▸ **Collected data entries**
========================

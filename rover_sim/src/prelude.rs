// rover_sim/src/prelude.rs

// Re-export the entire Bevy prelude for convenience.
pub use bevy::prelude::*;

// The pure rover types the plugins work with. `Commands` stays out: it
// would clash with Bevy's.
pub use rover_core::prelude::{
    CellClass, Clock, DecisionConfig, Frame, ManualClock, Mask, Perception, PerceptionConfig,
    PerceptionOutput, RoverConfig, RoverError, RoverMode, RoverPipeline, RoverResult, RoverState,
    WorldMap,
};

// Re-export common simulation-specific types for easy access in other plugins.
pub use crate::simulation::config::structs::*;
pub use crate::simulation::core::app_state::SimulationSet;
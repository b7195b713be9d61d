// rover_core/src/utils.rs

//! Small numeric helpers shared by perception and decision code.

use num_traits::Float;

/// Clamps `value` into `[lo, hi]`. A NaN input collapses to zero (or to the
/// nearest bound if zero is outside the range) so it can never leak into an
/// actuator command.
pub fn clip<T: Float>(value: T, lo: T, hi: T) -> T {
    if value.is_nan() {
        return T::zero().max(lo).min(hi);
    }
    value.max(lo).min(hi)
}

/// Normalizes an angle in degrees into `[0, 360)`.
pub fn wrap_degrees_360<T: Float>(deg: T) -> T {
    let full = T::from(360.0).unwrap_or_else(T::zero);
    let wrapped = deg % full;
    if wrapped < T::zero() {
        wrapped + full
    } else {
        wrapped
    }
}

/// Normalizes an angle in degrees into `(-180, 180]`.
pub fn wrap_degrees_180<T: Float>(deg: T) -> T {
    let half = T::from(180.0).unwrap_or_else(T::zero);
    let full = half + half;
    let wrapped = wrap_degrees_360(deg);
    if wrapped > half {
        wrapped - full
    } else {
        wrapped
    }
}

/// Arithmetic mean, or `None` for an empty slice.
pub fn mean(values: &[f64]) -> Option<f64> {
    if values.is_empty() {
        return None;
    }
    Some(values.iter().sum::<f64>() / values.len() as f64)
}

/// The `q`-th percentile (`q` in `[0, 100]`) using linear interpolation
/// between the two nearest order statistics, or `None` for an empty slice.
pub fn percentile(values: &[f64], q: f64) -> Option<f64> {
    if values.is_empty() {
        return None;
    }
    let mut sorted: Vec<f64> = values.iter().copied().filter(|v| !v.is_nan()).collect();
    if sorted.is_empty() {
        return None;
    }
    sorted.sort_by(f64::total_cmp);

    let rank = clip(q, 0.0, 100.0) / 100.0 * (sorted.len() - 1) as f64;
    let lower = rank.floor() as usize;
    let upper = rank.ceil() as usize;
    let frac = rank - lower as f64;
    Some(sorted[lower] + (sorted[upper] - sorted[lower]) * frac)
}
// rover_core/src/clock.rs

use dyn_clone::DynClone;
use std::fmt::Debug;
use std::sync::atomic::{AtomicU64, Ordering};
use std::sync::Arc;
use std::time::Instant;

/// The contract for any time source the decision loop can read.
///
/// Only the stuck-recovery timer consumes time. Implementations must be
/// monotonic: successive calls never return a smaller value.
pub trait Clock: Send + Sync + DynClone + Debug {
    /// Seconds elapsed since an arbitrary, fixed origin.
    fn now(&self) -> f64;
}

// Make the trait object cloneable.
dyn_clone::clone_trait_object!(Clock);

/// Wall-clock time backed by `std::time::Instant`.
#[derive(Debug, Clone)]
pub struct MonotonicClock {
    origin: Instant,
}

impl MonotonicClock {
    pub fn new() -> Self {
        Self {
            origin: Instant::now(),
        }
    }
}

impl Default for MonotonicClock {
    fn default() -> Self {
        Self::new()
    }
}

impl Clock for MonotonicClock {
    fn now(&self) -> f64 {
        self.origin.elapsed().as_secs_f64()
    }
}

/// A clock that only moves when told to.
///
/// Clones share the same underlying time, so a test (or the simulator) can
/// keep one handle and hand another to the pipeline.
#[derive(Debug, Clone, Default)]
pub struct ManualClock {
    seconds_bits: Arc<AtomicU64>,
}

impl ManualClock {
    pub fn new(start_seconds: f64) -> Self {
        let clock = Self::default();
        clock.set(start_seconds);
        clock
    }

    /// Jumps to `seconds`. Going backwards is ignored to keep the clock monotonic.
    pub fn set(&self, seconds: f64) {
        let current = self.now();
        if seconds >= current {
            self.seconds_bits.store(seconds.to_bits(), Ordering::SeqCst);
        }
    }

    pub fn advance(&self, dt: f64) {
        if dt > 0.0 {
            self.set(self.now() + dt);
        }
    }
}

impl Clock for ManualClock {
    fn now(&self) -> f64 {
        f64::from_bits(self.seconds_bits.load(Ordering::SeqCst))
    }
}
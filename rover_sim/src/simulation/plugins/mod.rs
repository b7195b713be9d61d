// rover_sim/src/simulation/plugins/mod.rs

pub mod autonomy;
pub mod sensors;
pub mod telemetry;
pub mod vehicles;
pub mod world;
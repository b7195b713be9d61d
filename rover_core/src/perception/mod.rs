// rover_core/src/perception/mod.rs

//! Frame → masks → top-down view → rover-centric points → features and world
//! cells, for one tick.

pub mod classifier;
pub mod coords;
pub mod features;
pub mod roi;
pub mod warp;

use image::{Rgb, RgbImage};
use tracing::debug;

use crate::config::PerceptionConfig;
use crate::error::RoverResult;
use crate::perception::classifier::ImageClassifier;
use crate::perception::coords::{pix_to_world, RoverCentricPoints, WorldPoints};
use crate::perception::features::NavigationFeatures;
use crate::perception::warp::PerspectiveWarp;
use crate::state::RoverState;
use crate::types::{Frame, Mask};

/// The three binary class masks of one frame.
#[derive(Debug, Clone, PartialEq)]
pub struct ClassifiedMasks {
    pub terrain: Mask,
    pub obstacle: Mask,
    pub sample: Mask,
}

impl ClassifiedMasks {
    /// Composes the masks into one debug image: obstacle in red, sample in
    /// green, terrain in blue.
    pub fn vision_image(&self) -> RgbImage {
        let on = |m: &Mask, x: u32, y: u32| -> u8 { if m.get_pixel(x, y)[0] != 0 { 255 } else { 0 } };
        RgbImage::from_fn(self.terrain.width(), self.terrain.height(), |x, y| {
            Rgb([
                on(&self.obstacle, x, y),
                on(&self.sample, x, y),
                on(&self.terrain, x, y),
            ])
        })
    }
}

/// World-grid cells observed in one frame, per class.
#[derive(Debug, Clone, Default, PartialEq)]
pub struct WorldObservations {
    pub obstacle: WorldPoints,
    pub sample: WorldPoints,
    pub navigable: WorldPoints,
}

/// Everything perception derives from one frame.
#[derive(Debug, Clone, PartialEq)]
pub struct PerceptionOutput {
    /// Class masks in the top-down view.
    pub masks: ClassifiedMasks,
    pub features: NavigationFeatures,
    pub world: WorldObservations,
    /// An obstacle sits directly in front of the rover. Reported for
    /// telemetry only; the decision policy steers from `features`.
    pub obstacle_ahead: bool,
}

/// The perception stage: classifier and unwarp, built once for a fixed
/// frame size.
#[derive(Debug, Clone)]
pub struct Perception {
    config: PerceptionConfig,
    classifier: ImageClassifier,
    warp: PerspectiveWarp,
}

impl Perception {
    pub fn new(config: &PerceptionConfig) -> RoverResult<Self> {
        config.validate()?;
        let warp = PerspectiveWarp::new(
            &config.source_corners,
            &config.destination_corners(),
            config.frame_width,
            config.frame_height,
        )?;
        Ok(Self {
            config: config.clone(),
            classifier: ImageClassifier::new(config),
            warp,
        })
    }

    pub fn config(&self) -> &PerceptionConfig {
        &self.config
    }

    pub fn warp(&self) -> &PerspectiveWarp {
        &self.warp
    }

    /// `(width, height)` every frame must have.
    pub fn frame_dimensions(&self) -> (u32, u32) {
        (self.config.frame_width, self.config.frame_height)
    }

    /// Runs the full perception chain on `frame` for a rover in `state`.
    pub fn process(&self, frame: &Frame, state: &RoverState) -> PerceptionOutput {
        // 1. Classify in camera perspective.
        let camera = self.classifier.classify(frame);

        // 2. Unwarp each mask to the top-down view.
        let masks = ClassifiedMasks {
            terrain: self.warp.warp(&camera.terrain),
            obstacle: self.warp.warp(&camera.obstacle),
            sample: self.warp.warp(&camera.sample),
        };

        // 3. Rover-centric points per class.
        let navigable = RoverCentricPoints::from_mask(&masks.terrain);
        let obstacle = RoverCentricPoints::from_mask(&masks.obstacle);
        let sample = RoverCentricPoints::from_mask(&masks.sample);

        // 4. World-grid cells for the map.
        let project = |points: &RoverCentricPoints| {
            pix_to_world(
                points,
                state.position,
                state.yaw,
                self.config.world_size,
                self.config.world_scale,
            )
        };
        let world = WorldObservations {
            obstacle: project(&obstacle),
            sample: project(&sample),
            navigable: project(&navigable),
        };

        // 5. Polar features for the decision policy.
        let features = features::extract(&navigable, &obstacle, &sample);
        let obstacle_ahead = features::obstacle_ahead(&masks.obstacle, self.config.bottom_offset);
        if obstacle_ahead {
            debug!("obstacle directly ahead");
        }
        debug!(
            navigable = features.navigable.len(),
            obstacle = features.obstacle.len(),
            sample = features.sample.len(),
            "perception features"
        );

        PerceptionOutput {
            masks,
            features,
            world,
            obstacle_ahead,
        }
    }
}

========================

▸ **What this task involves**
Work out the number of lines in the records that contain the string "MonotonicClock". Nothing but that number should be sent back.

▸ **Reply**
4